Work order:
Your answer should be one number, the count of lines in the entries holding the word "CryptoError".

━━━ Given records

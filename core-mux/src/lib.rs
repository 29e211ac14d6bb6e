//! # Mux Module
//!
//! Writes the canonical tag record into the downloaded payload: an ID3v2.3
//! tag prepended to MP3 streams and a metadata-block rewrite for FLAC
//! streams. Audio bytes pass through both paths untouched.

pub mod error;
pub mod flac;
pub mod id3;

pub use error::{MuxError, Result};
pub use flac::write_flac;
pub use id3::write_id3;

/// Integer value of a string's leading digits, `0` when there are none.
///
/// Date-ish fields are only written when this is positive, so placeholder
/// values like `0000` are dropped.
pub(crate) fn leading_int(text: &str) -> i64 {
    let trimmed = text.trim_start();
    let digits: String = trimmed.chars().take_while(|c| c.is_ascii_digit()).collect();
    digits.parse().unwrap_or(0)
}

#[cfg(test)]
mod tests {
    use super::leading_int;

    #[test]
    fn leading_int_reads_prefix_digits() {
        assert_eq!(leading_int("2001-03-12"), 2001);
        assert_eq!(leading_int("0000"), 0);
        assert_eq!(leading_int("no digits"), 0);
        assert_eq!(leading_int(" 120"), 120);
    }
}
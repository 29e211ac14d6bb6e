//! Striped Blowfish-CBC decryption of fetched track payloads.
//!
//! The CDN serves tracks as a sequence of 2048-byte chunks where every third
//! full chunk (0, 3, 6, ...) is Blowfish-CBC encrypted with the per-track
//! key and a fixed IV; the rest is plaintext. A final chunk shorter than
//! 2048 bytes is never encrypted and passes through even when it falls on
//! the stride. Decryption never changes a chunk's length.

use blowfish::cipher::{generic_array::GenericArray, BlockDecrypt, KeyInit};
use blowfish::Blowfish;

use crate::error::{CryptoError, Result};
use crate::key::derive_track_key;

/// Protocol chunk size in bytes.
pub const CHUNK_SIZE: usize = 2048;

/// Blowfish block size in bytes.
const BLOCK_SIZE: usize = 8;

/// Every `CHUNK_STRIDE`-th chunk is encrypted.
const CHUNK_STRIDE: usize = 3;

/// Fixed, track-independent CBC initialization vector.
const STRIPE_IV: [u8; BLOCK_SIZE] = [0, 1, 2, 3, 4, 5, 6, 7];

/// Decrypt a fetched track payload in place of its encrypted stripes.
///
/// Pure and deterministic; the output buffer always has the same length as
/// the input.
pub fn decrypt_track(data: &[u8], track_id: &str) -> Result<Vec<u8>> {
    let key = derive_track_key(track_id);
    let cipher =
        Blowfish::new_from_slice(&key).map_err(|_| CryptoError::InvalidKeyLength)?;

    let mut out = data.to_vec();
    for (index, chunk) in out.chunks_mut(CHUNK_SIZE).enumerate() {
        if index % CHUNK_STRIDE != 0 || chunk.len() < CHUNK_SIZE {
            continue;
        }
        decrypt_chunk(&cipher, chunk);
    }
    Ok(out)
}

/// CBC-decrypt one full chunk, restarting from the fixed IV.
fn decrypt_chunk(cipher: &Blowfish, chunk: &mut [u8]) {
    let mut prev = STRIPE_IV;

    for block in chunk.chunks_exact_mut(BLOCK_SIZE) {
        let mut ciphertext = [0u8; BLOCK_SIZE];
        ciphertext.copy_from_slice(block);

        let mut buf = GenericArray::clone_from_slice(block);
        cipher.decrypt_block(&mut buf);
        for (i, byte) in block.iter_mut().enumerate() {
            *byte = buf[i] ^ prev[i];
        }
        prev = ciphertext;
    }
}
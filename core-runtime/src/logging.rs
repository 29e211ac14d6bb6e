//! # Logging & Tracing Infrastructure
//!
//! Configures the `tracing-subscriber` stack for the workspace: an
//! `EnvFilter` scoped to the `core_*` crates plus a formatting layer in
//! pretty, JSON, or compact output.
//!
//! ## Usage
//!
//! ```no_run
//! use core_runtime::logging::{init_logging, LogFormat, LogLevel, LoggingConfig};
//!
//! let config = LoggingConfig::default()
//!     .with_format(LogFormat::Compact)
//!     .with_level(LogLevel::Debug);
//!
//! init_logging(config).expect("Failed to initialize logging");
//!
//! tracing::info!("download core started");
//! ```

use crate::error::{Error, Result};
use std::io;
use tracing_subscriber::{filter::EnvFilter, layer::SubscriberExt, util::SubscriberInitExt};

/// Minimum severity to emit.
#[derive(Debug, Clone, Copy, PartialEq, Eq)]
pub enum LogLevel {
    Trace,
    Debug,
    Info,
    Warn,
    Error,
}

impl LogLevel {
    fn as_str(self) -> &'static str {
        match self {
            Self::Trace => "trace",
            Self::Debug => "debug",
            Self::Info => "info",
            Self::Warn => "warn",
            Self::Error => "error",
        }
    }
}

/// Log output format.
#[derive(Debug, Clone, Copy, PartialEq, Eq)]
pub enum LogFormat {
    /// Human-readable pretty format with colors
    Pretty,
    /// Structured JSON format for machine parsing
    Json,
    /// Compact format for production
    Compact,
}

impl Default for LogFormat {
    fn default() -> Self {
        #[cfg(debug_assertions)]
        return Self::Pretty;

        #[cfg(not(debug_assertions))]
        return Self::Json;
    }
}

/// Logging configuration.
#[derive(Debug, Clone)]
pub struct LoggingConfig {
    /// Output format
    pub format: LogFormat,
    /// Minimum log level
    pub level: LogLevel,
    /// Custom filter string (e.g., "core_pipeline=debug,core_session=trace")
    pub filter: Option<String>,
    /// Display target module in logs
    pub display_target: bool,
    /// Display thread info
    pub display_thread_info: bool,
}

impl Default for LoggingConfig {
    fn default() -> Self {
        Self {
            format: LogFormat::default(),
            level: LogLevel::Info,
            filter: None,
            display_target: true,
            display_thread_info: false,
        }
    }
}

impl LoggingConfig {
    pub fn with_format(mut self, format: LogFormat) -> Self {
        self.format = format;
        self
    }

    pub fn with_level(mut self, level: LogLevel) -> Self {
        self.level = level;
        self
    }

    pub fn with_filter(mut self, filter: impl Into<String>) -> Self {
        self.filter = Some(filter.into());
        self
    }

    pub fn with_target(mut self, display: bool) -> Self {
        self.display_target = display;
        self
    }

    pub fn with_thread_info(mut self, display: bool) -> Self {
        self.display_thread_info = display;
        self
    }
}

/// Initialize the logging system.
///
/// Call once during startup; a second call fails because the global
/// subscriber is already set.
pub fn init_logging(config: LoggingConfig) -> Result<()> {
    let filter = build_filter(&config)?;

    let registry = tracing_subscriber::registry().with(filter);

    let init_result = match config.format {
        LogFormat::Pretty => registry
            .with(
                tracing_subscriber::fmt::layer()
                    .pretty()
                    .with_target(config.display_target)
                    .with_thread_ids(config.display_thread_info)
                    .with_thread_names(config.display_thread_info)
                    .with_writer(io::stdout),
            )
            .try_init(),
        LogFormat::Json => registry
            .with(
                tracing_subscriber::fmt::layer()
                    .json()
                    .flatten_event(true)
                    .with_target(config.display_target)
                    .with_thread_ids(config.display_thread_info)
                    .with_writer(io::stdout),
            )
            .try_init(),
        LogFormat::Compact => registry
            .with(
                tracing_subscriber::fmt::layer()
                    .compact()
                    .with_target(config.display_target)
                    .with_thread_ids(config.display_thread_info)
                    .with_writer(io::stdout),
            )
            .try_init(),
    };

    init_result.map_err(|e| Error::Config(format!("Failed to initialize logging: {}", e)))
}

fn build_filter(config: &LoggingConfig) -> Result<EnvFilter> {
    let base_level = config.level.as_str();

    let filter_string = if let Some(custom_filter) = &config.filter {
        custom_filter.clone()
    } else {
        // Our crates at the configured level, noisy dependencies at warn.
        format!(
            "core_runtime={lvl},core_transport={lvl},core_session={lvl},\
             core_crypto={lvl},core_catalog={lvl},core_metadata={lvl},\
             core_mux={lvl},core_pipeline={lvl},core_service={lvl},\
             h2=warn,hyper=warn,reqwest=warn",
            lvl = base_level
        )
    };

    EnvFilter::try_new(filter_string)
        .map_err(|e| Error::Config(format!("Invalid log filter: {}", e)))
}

━━━━━━

Output for this task:
2